EXCERPTED DATA =

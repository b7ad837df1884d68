/// Upstream proxy for the Zeno stream and API hosts.
///
///   GET /zeno-stream/*path  →  <stream_upstream>/<path>
///   GET /zeno-api/*path     →  <api_upstream>/<path>
///
/// Each request opens one upstream connection and streams the body straight
/// through, so ICY framing and live audio reach the caller unchanged.  When
/// the caller hangs up the upstream fetch is dropped with it.
use axum::body::Body;
use axum::extract::{Path, RawQuery, State};
use axum::http::{HeaderMap, HeaderValue, StatusCode};
use axum::response::{IntoResponse, Response};
use axum::routing::get;
use axum::Router;
use futures_util::StreamExt;
use reqwest::{Client, Url};
use tokio_util::io::{ReaderStream, StreamReader};
use tower_http::cors::CorsLayer;
use tracing::{debug, info, warn};
use zigomar_proto::config::{resolve_against, ProxyConfig};

/// Request headers passed on to the upstream.
const FORWARDED_REQUEST: [&str; 3] = ["icy-metadata", "accept", "range"];

#[derive(Clone)]
pub struct ProxyState {
    client: Client,
    stream: Upstream,
    api: Upstream,
}

#[derive(Clone)]
struct Upstream {
    base: String,
    origin: HeaderValue,
}

impl Upstream {
    fn parse(base: &str) -> anyhow::Result<Self> {
        let url = Url::parse(base)?;
        let origin = HeaderValue::from_str(&url.origin().ascii_serialization())?;
        Ok(Self {
            base: base.trim_end_matches('/').to_string(),
            origin,
        })
    }

    fn target(&self, path: &str, query: Option<&str>) -> String {
        let mut url = resolve_against(&self.base, path);
        if let Some(q) = query.filter(|q| !q.is_empty()) {
            url.push('?');
            url.push_str(q);
        }
        url
    }
}

impl ProxyState {
    pub fn new(client: Client, config: &ProxyConfig) -> anyhow::Result<Self> {
        Ok(Self {
            client,
            stream: Upstream::parse(&config.stream_upstream)?,
            api: Upstream::parse(&config.api_upstream)?,
        })
    }
}

pub fn router(state: ProxyState) -> Router {
    Router::new()
        .route("/zeno-stream/*path", get(zeno_stream))
        .route("/zeno-api/*path", get(zeno_api))
        .layer(CorsLayer::permissive())
        .with_state(state)
}

async fn zeno_stream(
    State(state): State<ProxyState>,
    Path(path): Path<String>,
    RawQuery(query): RawQuery,
    headers: HeaderMap,
) -> Response {
    forward(&state.client, &state.stream, &path, query.as_deref(), &headers).await
}

async fn zeno_api(
    State(state): State<ProxyState>,
    Path(path): Path<String>,
    RawQuery(query): RawQuery,
    headers: HeaderMap,
) -> Response {
    forward(&state.client, &state.api, &path, query.as_deref(), &headers).await
}

async fn forward(
    client: &Client,
    upstream: &Upstream,
    path: &str,
    query: Option<&str>,
    headers: &HeaderMap,
) -> Response {
    let url = upstream.target(path, query);
    debug!("proxy: → {}", url);

    let mut request = client.get(&url).header("origin", upstream.origin.clone());
    for name in FORWARDED_REQUEST {
        if let Some(value) = headers.get(name) {
            request = request.header(name, value.clone());
        }
    }

    let upstream_resp = match request.send().await {
        Ok(r) => r,
        Err(e) => {
            warn!("proxy: upstream connect failed for {}: {}", url, e);
            return StatusCode::BAD_GATEWAY.into_response();
        }
    };

    let status = upstream_resp.status();
    if !status.is_success() {
        info!("proxy: upstream returned {} for {}", status, url);
    }

    let mut forwarded = HeaderMap::new();
    for (name, value) in upstream_resp.headers() {
        let name_str = name.as_str();
        if name_str.starts_with("icy-")
            || name_str == "content-type"
            || name_str == "cache-control"
        {
            forwarded.append(name.clone(), value.clone());
        }
    }

    let reader = StreamReader::new(
        upstream_resp
            .bytes_stream()
            .map(|result| result.map_err(std::io::Error::other)),
    );
    let mut response = Response::new(Body::from_stream(ReaderStream::new(reader)));
    *response.status_mut() = status;
    response.headers_mut().extend(forwarded);
    response
}

/// Bind the proxy listener.  Done before any source polls through it.
pub async fn bind(bind_address: &str, port: u16) -> anyhow::Result<tokio::net::TcpListener> {
    let addr = format!("{}:{}", bind_address, port);
    let listener = tokio::net::TcpListener::bind(&addr)
        .await
        .map_err(|e| anyhow::anyhow!("Failed to bind upstream proxy on {}: {}", addr, e))?;
    info!("Upstream proxy listening on http://{}", addr);
    Ok(listener)
}

pub fn start_server(listener: tokio::net::TcpListener, state: ProxyState) -> tokio::task::JoinHandle<()> {
    let app = router(state);

    tokio::spawn(async move {
        if let Err(e) = axum::serve(listener, app).await {
            warn!("Upstream proxy error: {}", e);
        }
    })
}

WHAT YOU SHOULD DO = Every entry should be printed again exactly as it stands.

RESULT OF THE TASK =
repository b7ad837df1884d68
/// Upstream proxy for the Zeno stream and API hosts.
///
///   GET /zeno-stream/*path  →  <stream_upstream>/<path>
///   GET /zeno-api/*path     →  <api_upstream>/<path>
///
/// Each request opens one upstream connection and streams the body straight
/// through, so ICY framing and live audio reach the caller unchanged.  When
/// the caller hangs up the upstream fetch is dropped with it.
use axum::body::Body;
use axum::extract::{Path, RawQuery, State};
use axum::http::{HeaderMap, HeaderValue, StatusCode};
use axum::response::{IntoResponse, Response};
use axum::routing::get;
use axum::Router;
use futures_util::StreamExt;
use reqwest::{Client, Url};
use tokio_util::io::{ReaderStream, StreamReader};
use tower_http::cors::CorsLayer;
use tracing::{debug, info, warn};
use zigomar_proto::config::{resolve_against, ProxyConfig};

/// Request headers passed on to the upstream.
const FORWARDED_REQUEST: [&str; 3] = ["icy-metadata", "accept", "range"];

#[derive(Clone)]
pub struct ProxyState {
    client: Client,
    stream: Upstream,
    api: Upstream,
}

#[derive(Clone)]
struct Upstream {
    base: String,
    origin: HeaderValue,
}

impl Upstream {
    fn parse(base: &str) -> anyhow::Result<Self> {
        let url = Url::parse(base)?;
        let origin = HeaderValue::from_str(&url.origin().ascii_serialization())?;
        Ok(Self {
            base: base.trim_end_matches('/').to_string(),
            origin,
        })
    }

    fn target(&self, path: &str, query: Option<&str>) -> String {
        let mut url = resolve_against(&self.base, path);
        if let Some(q) = query.filter(|q| !q.is_empty()) {
            url.push('?');
            url.push_str(q);
        }
        url
    }
}

impl ProxyState {
    pub fn new(client: Client, config: &ProxyConfig) -> anyhow::Result<Self> {
        Ok(Self {
            client,
            stream: Upstream::parse(&config.stream_upstream)?,
            api: Upstream::parse(&config.api_upstream)?,
        })
    }
}

pub fn router(state: ProxyState) -> Router {
    Router::new()
        .route("/zeno-stream/*path", get(zeno_stream))
        .route("/zeno-api/*path", get(zeno_api))
        .layer(CorsLayer::permissive())
        .with_state(state)
}

async fn zeno_stream(
    State(state): State<ProxyState>,
    Path(path): Path<String>,
    RawQuery(query): RawQuery,
    headers: HeaderMap,
) -> Response {
    forward(&state.client, &state.stream, &path, query.as_deref(), &headers).await
}

async fn zeno_api(
    State(state): State<ProxyState>,
    Path(path): Path<String>,
    RawQuery(query): RawQuery,
    headers: HeaderMap,
) -> Response {
    forward(&state.client, &state.api, &path, query.as_deref(), &headers).await
}

async fn forward(
    client: &Client,
    upstream: &Upstream,
    path: &str,
    query: Option<&str>,
    headers: &HeaderMap,
) -> Response {
    let url = upstream.target(path, query);
    debug!("proxy: → {}", url);

    let mut request = client.get(&url).header("origin", upstream.origin.clone());
    for name in FORWARDED_REQUEST {
        if let Some(value) = headers.get(name) {
            request = request.header(name, value.clone());
        }
    }

    let upstream_resp = match request.send().await {
        Ok(r) => r,
        Err(e) => {
            warn!("proxy: upstream connect failed for {}: {}", url, e);
            return StatusCode::BAD_GATEWAY.into_response();
        }
    };

    let status = upstream_resp.status();
    if !status.is_success() {
        info!("proxy: upstream returned {} for {}", status, url);
    }

    let mut forwarded = HeaderMap::new();
    for (name, value) in upstream_resp.headers() {
        let name_str = name.as_str();
        if name_str.starts_with("icy-")
            || name_str == "content-type"
            || name_str == "cache-control"
        {
            forwarded.append(name.clone(), value.clone());
        }
    }

    let reader = StreamReader::new(
        upstream_resp
            .bytes_stream()
            .map(|result| result.map_err(std::io::Error::other)),
    );
    let mut response = Response::new(Body::from_stream(ReaderStream::new(reader)));
    *response.status_mut() = status;
    response.headers_mut().extend(forwarded);
    response
}

/// Bind the proxy listener.  Done before any source polls through it.
pub async fn bind(bind_address: &str, port: u16) -> anyhow::Result<tokio::net::TcpListener> {
    let addr = format!("{}:{}", bind_address, port);
    let listener = tokio::net::TcpListener::bind(&addr)
        .await
        .map_err(|e| anyhow::anyhow!("Failed to bind upstream proxy on {}: {}", addr, e))?;
    info!("Upstream proxy listening on http://{}", addr);
    Ok(listener)
}

pub fn start_server(listener: tokio::net::TcpListener, state: ProxyState) -> tokio::task::JoinHandle<()> {
    let app = router(state);

    tokio::spawn(async move {
        if let Err(e) = axum::serve(listener, app).await {
            warn!("Upstream proxy error: {}", e);
        }
    })
}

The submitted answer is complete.